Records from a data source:
BEGIN
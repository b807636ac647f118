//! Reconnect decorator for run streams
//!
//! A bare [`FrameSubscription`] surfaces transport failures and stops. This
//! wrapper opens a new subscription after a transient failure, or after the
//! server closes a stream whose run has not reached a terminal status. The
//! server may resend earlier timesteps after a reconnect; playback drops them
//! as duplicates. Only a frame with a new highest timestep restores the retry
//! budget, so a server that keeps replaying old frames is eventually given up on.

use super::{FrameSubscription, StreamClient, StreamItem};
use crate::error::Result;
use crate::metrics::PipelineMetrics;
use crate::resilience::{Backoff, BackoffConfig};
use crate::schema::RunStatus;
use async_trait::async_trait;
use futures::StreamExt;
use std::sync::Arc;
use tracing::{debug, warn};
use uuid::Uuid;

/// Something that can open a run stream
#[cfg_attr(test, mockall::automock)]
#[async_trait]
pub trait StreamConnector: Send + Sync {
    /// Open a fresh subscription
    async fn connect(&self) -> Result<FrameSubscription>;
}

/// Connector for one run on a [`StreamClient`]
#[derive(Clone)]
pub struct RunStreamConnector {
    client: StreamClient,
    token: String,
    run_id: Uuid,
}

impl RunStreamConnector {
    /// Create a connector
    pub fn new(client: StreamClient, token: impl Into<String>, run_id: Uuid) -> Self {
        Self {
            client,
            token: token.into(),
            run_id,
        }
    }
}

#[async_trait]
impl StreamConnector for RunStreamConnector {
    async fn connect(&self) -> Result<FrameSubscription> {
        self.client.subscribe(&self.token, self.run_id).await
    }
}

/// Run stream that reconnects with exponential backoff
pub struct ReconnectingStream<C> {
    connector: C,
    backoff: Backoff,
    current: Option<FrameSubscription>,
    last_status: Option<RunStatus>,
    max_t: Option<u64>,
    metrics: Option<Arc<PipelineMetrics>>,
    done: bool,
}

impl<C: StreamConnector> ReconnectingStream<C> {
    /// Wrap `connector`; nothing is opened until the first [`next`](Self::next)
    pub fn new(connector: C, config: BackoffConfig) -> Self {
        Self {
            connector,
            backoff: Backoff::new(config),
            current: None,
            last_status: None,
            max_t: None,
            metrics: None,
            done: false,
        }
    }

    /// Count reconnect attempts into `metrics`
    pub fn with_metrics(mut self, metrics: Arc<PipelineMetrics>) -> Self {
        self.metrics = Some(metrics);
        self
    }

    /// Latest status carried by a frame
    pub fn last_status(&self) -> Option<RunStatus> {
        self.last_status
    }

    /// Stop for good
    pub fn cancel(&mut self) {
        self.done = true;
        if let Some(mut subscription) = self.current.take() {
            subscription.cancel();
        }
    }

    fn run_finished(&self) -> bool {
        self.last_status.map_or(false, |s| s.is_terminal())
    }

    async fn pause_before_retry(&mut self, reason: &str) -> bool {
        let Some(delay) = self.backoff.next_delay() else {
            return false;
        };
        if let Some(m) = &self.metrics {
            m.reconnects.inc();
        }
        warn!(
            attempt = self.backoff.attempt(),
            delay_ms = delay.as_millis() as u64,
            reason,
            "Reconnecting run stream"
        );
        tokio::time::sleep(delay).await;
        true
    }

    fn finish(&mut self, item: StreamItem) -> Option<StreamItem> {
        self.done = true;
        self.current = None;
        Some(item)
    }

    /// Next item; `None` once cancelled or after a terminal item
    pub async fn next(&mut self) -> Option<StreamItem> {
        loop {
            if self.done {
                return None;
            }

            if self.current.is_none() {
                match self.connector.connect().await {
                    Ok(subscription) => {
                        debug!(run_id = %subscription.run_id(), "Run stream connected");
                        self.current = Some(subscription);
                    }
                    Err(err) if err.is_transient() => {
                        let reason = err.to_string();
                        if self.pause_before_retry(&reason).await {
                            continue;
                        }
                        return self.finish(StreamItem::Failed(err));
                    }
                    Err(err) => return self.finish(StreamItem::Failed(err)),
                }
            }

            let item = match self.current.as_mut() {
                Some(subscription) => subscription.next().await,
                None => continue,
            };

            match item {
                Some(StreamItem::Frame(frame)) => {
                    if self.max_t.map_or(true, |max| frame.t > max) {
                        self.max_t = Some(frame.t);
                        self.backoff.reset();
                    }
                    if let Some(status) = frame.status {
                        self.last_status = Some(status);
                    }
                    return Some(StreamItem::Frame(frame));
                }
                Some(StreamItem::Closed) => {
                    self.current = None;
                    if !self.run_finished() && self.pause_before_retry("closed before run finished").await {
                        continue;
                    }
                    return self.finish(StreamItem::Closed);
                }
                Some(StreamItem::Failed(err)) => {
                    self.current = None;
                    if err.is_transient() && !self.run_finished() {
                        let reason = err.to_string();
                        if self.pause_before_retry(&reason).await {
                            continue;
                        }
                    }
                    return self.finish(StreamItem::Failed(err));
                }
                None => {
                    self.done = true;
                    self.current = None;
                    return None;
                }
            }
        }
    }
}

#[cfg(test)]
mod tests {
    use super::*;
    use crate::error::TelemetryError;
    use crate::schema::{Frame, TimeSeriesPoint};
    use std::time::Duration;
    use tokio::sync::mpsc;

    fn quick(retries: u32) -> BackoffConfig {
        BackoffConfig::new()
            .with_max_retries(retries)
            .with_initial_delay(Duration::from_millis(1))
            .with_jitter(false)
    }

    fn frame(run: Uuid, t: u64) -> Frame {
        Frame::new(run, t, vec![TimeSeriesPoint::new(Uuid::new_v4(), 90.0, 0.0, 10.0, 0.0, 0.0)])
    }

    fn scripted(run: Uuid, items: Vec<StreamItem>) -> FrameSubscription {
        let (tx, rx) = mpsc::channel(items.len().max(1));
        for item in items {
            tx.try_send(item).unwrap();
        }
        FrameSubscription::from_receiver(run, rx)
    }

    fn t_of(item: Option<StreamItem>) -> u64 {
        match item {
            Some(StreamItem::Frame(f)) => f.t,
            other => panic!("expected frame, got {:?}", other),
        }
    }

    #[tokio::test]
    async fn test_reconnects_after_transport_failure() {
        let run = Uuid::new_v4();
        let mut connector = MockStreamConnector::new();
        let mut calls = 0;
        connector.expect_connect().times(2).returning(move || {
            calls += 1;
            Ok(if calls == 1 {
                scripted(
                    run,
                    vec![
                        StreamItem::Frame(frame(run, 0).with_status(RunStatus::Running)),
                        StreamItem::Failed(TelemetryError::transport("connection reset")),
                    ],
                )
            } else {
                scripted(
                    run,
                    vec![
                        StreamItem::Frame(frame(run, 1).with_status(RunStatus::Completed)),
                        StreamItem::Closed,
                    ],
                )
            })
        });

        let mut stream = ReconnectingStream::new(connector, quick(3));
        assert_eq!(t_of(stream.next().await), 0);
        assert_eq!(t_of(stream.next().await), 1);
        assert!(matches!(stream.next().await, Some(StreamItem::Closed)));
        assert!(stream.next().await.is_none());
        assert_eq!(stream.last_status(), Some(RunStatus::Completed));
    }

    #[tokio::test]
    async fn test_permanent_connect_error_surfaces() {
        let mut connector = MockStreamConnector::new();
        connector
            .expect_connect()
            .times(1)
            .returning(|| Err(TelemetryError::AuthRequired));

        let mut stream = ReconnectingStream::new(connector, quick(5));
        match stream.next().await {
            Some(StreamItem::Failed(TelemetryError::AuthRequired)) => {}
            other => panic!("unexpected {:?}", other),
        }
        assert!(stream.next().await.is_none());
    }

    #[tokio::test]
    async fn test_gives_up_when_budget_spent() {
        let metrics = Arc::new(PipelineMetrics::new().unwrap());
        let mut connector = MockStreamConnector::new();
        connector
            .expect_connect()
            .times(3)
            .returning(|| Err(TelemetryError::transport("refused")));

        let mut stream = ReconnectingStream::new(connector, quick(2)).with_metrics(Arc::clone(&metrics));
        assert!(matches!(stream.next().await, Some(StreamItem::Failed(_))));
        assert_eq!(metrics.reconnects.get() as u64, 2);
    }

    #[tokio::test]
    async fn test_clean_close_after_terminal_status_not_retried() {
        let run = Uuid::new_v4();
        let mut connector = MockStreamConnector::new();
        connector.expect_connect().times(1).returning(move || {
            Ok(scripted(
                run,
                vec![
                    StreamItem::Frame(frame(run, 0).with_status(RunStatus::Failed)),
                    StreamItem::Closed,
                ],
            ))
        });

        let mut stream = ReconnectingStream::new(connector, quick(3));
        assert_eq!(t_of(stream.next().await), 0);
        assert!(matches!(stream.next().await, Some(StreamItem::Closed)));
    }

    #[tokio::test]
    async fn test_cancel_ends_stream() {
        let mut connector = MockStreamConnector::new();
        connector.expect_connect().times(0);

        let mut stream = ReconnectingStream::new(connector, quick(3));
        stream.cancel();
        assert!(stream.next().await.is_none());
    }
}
END
ACTIVITY: Please print the lines from the start of the records up to and including the line with "use std::sync::Arc;", copying each one exactly and leaving out the rest.

RESULT BELOW:
repository b807636ac647f118
//! Reconnect decorator for run streams
//!
//! A bare [`FrameSubscription`] surfaces transport failures and stops. This
//! wrapper opens a new subscription after a transient failure, or after the
//! server closes a stream whose run has not reached a terminal status. The
//! server may resend earlier timesteps after a reconnect; playback drops them
//! as duplicates. Only a frame with a new highest timestep restores the retry
//! budget, so a server that keeps replaying old frames is eventually given up on.

use super::{FrameSubscription, StreamClient, StreamItem};
use crate::error::Result;
use crate::metrics::PipelineMetrics;
use crate::resilience::{Backoff, BackoffConfig};
use crate::schema::RunStatus;
use async_trait::async_trait;
use futures::StreamExt;
use std::sync::Arc;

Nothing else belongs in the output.